DESCRIPTION OF THE TASK: Keyword search on "facade": report each line of the records that contains it.
━━━━━ INFORMATION
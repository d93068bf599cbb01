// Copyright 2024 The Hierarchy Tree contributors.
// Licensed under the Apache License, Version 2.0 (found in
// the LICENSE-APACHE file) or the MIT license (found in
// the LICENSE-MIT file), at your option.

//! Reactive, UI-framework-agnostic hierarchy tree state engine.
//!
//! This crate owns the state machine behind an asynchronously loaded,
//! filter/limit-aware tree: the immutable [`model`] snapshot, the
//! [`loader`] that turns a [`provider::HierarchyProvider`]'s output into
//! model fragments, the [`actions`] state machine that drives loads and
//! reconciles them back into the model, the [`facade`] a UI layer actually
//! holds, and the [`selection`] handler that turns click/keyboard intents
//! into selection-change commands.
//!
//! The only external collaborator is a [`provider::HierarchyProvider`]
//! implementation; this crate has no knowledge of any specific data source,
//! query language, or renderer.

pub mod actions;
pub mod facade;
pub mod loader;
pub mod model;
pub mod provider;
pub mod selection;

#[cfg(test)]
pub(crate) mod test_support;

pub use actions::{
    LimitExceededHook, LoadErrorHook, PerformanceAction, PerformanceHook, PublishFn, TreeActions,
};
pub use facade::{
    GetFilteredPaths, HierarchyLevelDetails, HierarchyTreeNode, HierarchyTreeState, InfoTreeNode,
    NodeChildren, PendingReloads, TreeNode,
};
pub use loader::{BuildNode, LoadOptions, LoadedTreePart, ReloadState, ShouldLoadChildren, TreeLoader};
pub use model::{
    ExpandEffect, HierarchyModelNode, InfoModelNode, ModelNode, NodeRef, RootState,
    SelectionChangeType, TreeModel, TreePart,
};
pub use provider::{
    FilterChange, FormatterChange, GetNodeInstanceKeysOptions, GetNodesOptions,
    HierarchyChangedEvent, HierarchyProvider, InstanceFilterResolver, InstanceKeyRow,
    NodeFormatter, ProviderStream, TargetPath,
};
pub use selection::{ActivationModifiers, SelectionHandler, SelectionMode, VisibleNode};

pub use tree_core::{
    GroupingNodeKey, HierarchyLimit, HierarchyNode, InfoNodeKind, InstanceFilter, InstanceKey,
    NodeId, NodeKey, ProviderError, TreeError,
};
━━━━━━━━━━
━━━━━ INFORMATION
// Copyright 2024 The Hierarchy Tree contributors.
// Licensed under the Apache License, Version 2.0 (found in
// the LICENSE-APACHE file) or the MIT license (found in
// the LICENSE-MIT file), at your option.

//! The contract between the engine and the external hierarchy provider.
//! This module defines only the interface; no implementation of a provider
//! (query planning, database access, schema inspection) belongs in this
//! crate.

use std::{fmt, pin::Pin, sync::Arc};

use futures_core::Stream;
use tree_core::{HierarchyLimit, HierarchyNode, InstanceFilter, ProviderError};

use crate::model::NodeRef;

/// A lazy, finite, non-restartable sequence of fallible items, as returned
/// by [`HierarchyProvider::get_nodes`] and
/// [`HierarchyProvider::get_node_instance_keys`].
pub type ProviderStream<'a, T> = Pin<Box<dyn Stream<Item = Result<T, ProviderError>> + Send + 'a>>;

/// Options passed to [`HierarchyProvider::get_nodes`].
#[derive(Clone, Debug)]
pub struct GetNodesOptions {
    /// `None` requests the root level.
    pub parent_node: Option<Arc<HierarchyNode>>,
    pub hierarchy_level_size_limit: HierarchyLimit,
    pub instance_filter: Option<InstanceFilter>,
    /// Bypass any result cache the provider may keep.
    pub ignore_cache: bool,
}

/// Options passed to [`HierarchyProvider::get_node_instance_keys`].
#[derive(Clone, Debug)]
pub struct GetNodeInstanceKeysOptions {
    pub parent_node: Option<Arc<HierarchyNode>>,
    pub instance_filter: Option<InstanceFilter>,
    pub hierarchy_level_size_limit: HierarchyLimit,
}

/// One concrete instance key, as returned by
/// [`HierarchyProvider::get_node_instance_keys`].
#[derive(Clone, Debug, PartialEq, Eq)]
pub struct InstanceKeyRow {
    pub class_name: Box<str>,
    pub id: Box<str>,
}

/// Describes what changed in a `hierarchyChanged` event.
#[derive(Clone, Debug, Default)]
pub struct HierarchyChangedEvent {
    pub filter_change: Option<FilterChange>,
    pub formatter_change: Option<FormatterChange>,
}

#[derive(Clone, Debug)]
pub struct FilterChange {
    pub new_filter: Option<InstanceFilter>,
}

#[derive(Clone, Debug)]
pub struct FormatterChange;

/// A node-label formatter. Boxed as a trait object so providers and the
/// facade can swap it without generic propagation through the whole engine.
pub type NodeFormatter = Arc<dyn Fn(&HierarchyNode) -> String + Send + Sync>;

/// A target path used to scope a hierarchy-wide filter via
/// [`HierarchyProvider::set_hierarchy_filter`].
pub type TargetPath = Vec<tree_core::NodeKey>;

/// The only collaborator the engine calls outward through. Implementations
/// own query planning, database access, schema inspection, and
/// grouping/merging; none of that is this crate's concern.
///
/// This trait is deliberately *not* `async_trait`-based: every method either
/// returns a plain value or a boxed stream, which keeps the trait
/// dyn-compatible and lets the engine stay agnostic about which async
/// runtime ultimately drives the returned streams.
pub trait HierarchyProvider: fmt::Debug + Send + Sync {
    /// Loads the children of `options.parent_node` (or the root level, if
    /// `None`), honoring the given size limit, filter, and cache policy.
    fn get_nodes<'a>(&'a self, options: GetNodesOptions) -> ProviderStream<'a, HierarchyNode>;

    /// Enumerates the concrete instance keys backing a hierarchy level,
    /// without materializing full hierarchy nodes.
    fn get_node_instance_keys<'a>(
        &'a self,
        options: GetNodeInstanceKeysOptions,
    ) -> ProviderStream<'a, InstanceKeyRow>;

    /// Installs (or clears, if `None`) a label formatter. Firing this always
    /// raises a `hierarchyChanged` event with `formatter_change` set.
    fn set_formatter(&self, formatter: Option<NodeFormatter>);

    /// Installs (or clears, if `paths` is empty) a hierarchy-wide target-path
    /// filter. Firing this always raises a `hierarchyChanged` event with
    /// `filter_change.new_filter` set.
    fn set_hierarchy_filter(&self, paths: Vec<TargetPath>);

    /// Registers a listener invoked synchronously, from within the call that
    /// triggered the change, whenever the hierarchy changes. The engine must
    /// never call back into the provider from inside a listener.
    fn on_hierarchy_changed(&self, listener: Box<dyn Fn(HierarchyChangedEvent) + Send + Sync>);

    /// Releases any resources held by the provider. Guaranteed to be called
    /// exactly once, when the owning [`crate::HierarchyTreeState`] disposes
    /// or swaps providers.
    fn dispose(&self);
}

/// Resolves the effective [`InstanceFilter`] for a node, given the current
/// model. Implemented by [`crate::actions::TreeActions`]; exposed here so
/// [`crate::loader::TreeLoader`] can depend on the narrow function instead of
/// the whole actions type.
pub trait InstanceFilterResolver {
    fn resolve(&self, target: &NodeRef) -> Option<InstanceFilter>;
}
━━━━━━━━━━
EXERCISE OUTPUT:
//! reconciles them back into the model, the [`facade`] a UI layer actually
pub mod facade;
pub use facade::{
/// facade can swap it without generic propagation through the whole engine.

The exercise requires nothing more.